# [RECORDS SHOWN]
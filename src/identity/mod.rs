// Identity module - party keys and ledger addresses

mod address;
mod keypair;
mod signer;

pub use address::*;
pub use keypair::*;
pub use signer::*;
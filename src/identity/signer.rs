use crate::identity::{Keypair, PublicKey};
use ed25519_dalek::{Signature as DalekSignature, Signer as DalekSigner, Verifier};
use serde::{Deserialize, Deserializer, Serialize, Serializer};
use thiserror::Error;

#[derive(Error, Debug)]
pub enum SignatureError {
    #[error("Invalid signature length: expected 64, got {0}")]
    InvalidLength(usize),
}

/// Ed25519 signature over a voucher's signing bytes
#[derive(Clone, Debug, PartialEq, Eq)]
pub struct Signature {
    inner: DalekSignature,
}

impl Serialize for Signature {
    fn serialize<S>(&self, serializer: S) -> Result<S::Ok, S::Error>
    where
        S: Serializer,
    {
        serializer.serialize_bytes(&self.inner.to_bytes())
    }
}

impl<'de> Deserialize<'de> for Signature {
    fn deserialize<D>(deserializer: D) -> Result<Self, D::Error>
    where
        D: Deserializer<'de>,
    {
        let bytes: Vec<u8> = serde::Deserialize::deserialize(deserializer)?;
        Signature::from_bytes(&bytes).map_err(serde::de::Error::custom)
    }
}

impl Signature {
    pub fn to_bytes(&self) -> [u8; 64] {
        self.inner.to_bytes()
    }

    pub fn from_bytes(bytes: &[u8]) -> Result<Self, SignatureError> {
        let arr: [u8; 64] = bytes
            .try_into()
            .map_err(|_| SignatureError::InvalidLength(bytes.len()))?;
        Ok(Self {
            inner: DalekSignature::from_bytes(&arr),
        })
    }
}

/// Signing and verification operations
pub struct Signer;

impl Signer {
    pub fn sign(keypair: &Keypair, message: &[u8]) -> Signature {
        Signature {
            inner: keypair.signing_key().sign(message),
        }
    }

    pub fn verify(public_key: &PublicKey, message: &[u8], signature: &Signature) -> bool {
        public_key.inner().verify(message, &signature.inner).is_ok()
    }
}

# [TRY IT]
The data above should be copied out with complete accuracy.

# [RESPONSE AREA]
filename src/identity/mod.rs
// Identity module - party keys and ledger addresses

mod address;
mod keypair;
mod signer;

pub use address::*;
pub use keypair::*;
pub use signer::*;
filename src/identity/signer.rs
use crate::identity::{Keypair, PublicKey};
use ed25519_dalek::{Signature as DalekSignature, Signer as DalekSigner, Verifier};
use serde::{Deserialize, Deserializer, Serialize, Serializer};
use thiserror::Error;

#[derive(Error, Debug)]
pub enum SignatureError {
    #[error("Invalid signature length: expected 64, got {0}")]
    InvalidLength(usize),
}

/// Ed25519 signature over a voucher's signing bytes
#[derive(Clone, Debug, PartialEq, Eq)]
pub struct Signature {
    inner: DalekSignature,
}

impl Serialize for Signature {
    fn serialize<S>(&self, serializer: S) -> Result<S::Ok, S::Error>
    where
        S: Serializer,
    {
        serializer.serialize_bytes(&self.inner.to_bytes())
    }
}

impl<'de> Deserialize<'de> for Signature {
    fn deserialize<D>(deserializer: D) -> Result<Self, D::Error>
    where
        D: Deserializer<'de>,
    {
        let bytes: Vec<u8> = serde::Deserialize::deserialize(deserializer)?;
        Signature::from_bytes(&bytes).map_err(serde::de::Error::custom)
    }
}

impl Signature {
    pub fn to_bytes(&self) -> [u8; 64] {
        self.inner.to_bytes()
    }

    pub fn from_bytes(bytes: &[u8]) -> Result<Self, SignatureError> {
        let arr: [u8; 64] = bytes
            .try_into()
            .map_err(|_| SignatureError::InvalidLength(bytes.len()))?;
        Ok(Self {
            inner: DalekSignature::from_bytes(&arr),
        })
    }
}

/// Signing and verification operations
pub struct Signer;

impl Signer {
    pub fn sign(keypair: &Keypair, message: &[u8]) -> Signature {
        Signature {
            inner: keypair.signing_key().sign(message),
        }
    }

    pub fn verify(public_key: &PublicKey, message: &[u8], signature: &Signature) -> bool {
        public_key.inner().verify(message, &signature.inner).is_ok()
    }
}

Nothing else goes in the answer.